# Jim F . Sending this your way !



## mmcmdl (Jan 1, 2021)

Just in case .


----------



## Jim F (Jan 1, 2021)

Distributor is on the wrong end........


----------



## Braeden P (Jan 1, 2021)

Just like my mini bike to much power it does wheelies and burnouts 6.5 hp total weight with me riding it is about 130lbs a bit too much power goes went 30mph in a bumpy field bit fast and scary


----------



## vtcnc (Jan 2, 2021)

Woke up to about 5" this morning and still coming down hard. Weatherman got this one way wrong! We were only supposed to get 1-3" through the weekend??


----------



## pdentrem (Jan 2, 2021)

We had rain most of the night. Our Christmas snow is just about gone. My buddy who lives about 150 miles further north sent this yesterday.

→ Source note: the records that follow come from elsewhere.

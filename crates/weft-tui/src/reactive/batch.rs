//! Batched binding delivery.
//!
//! A process-wide context tracks nesting depth, a pending map keyed by
//! binding id, and an insertion-order vector. Signals enqueue flush
//! jobs here while a batch is open; the outermost batch runs each job
//! once, in first-trigger order, with the signal's final value. The
//! depth counter is restored on unwind.

use std::collections::HashMap;
use std::sync::{Mutex, MutexGuard, PoisonError};

type Job = Box<dyn FnOnce() + Send>;

#[derive(Default)]
struct BatchState {
    depth: u32,
    pending: HashMap<u64, Job>,
    order: Vec<u64>,
}

static BATCH: Mutex<Option<BatchState>> = Mutex::new(None);

fn state() -> MutexGuard<'static, Option<BatchState>> {
    BATCH.lock().unwrap_or_else(PoisonError::into_inner)
}

/// Returns true while at least one batch is open.
pub fn is_batching() -> bool {
    state().as_ref().is_some_and(|s| s.depth > 0)
}

/// Queue a flush job for a binding. The first trigger of a binding id
/// fixes its position in the flush order; later triggers within the
/// batch replace the job (so the final value wins) without moving it.
///
/// Returns false when no batch is open and the caller should deliver
/// immediately.
pub(crate) fn enqueue(binding_id: u64, job: Job) -> bool {
    let mut guard = state();
    let Some(s) = guard.as_mut() else {
        return false;
    };
    if s.depth == 0 {
        return false;
    }
    if s.pending.insert(binding_id, job).is_none() {
        s.order.push(binding_id);
    }
    true
}

/// Run a closure with batched binding delivery.
///
/// Nested batches are supported; bindings run once, after the
/// outermost batch completes, each observing only the final value of
/// its signal. If the closure panics, the depth counter unwinds with
/// it and any pending deliveries of the outermost batch still run.
pub fn batch<R>(f: impl FnOnce() -> R) -> R {
    {
        let mut guard = state();
        let s = guard.get_or_insert_with(BatchState::default);
        s.depth += 1;
    }
    let _guard = DepthGuard;
    f()
}

struct DepthGuard;

impl Drop for DepthGuard {
    fn drop(&mut self) {
        let jobs = {
            let mut guard = state();
            let Some(s) = guard.as_mut() else { return };
            s.depth = s.depth.saturating_sub(1);
            if s.depth > 0 {
                return;
            }
            let mut pending = std::mem::take(&mut s.pending);
            let order = std::mem::take(&mut s.order);
            order
                .into_iter()
                .filter_map(|id| pending.remove(&id))
                .collect::<Vec<_>>()
        };
        // Jobs run outside the lock so bindings may freely touch
        // signals (including opening new batches).
        tracing::debug!(jobs = jobs.len(), "flushing batch");
        for job in jobs {
            job();
        }
    }
}

/// The batch context is process-wide; tests that open batches
/// serialize on this lock so parallel test threads do not share a
/// flush.
#[cfg(test)]
pub(crate) mod test_support {
    use std::sync::Mutex;

    pub(crate) static SERIAL: Mutex<()> = Mutex::new(());
}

While my place looks like this.


Pierre


----------



## MrWhoopee (Jan 2, 2021)

Send some of that white stuff my way. We've had less than 2" so far, mostly rain and more in the forecast. The plow is mounted and chains are on, I'm ready. Bring it!


----------



## mmcmdl (Jan 2, 2021)

Boy and his wife just went thru customs and are now in Canada . 6 hours and 52 minutes to the border , then maybe an hour or so till Toronto . They had no issues crossing the line they said .


----------



## mmcmdl (Jan 2, 2021)

They arrived in Toronto in less than 8 hrs .  All's good .


----------



## 7milesup (Jan 2, 2021)

Toronto is South of where I live in Wisconsin.  Isn't that weird?   I just told the wife last night that I am ready for a good 'ole blizzard.   Something about being in my house and watching it come down.


----------



## 51cub (Jan 3, 2021)

7milesup said:


> Something about being in my house and watching it come down.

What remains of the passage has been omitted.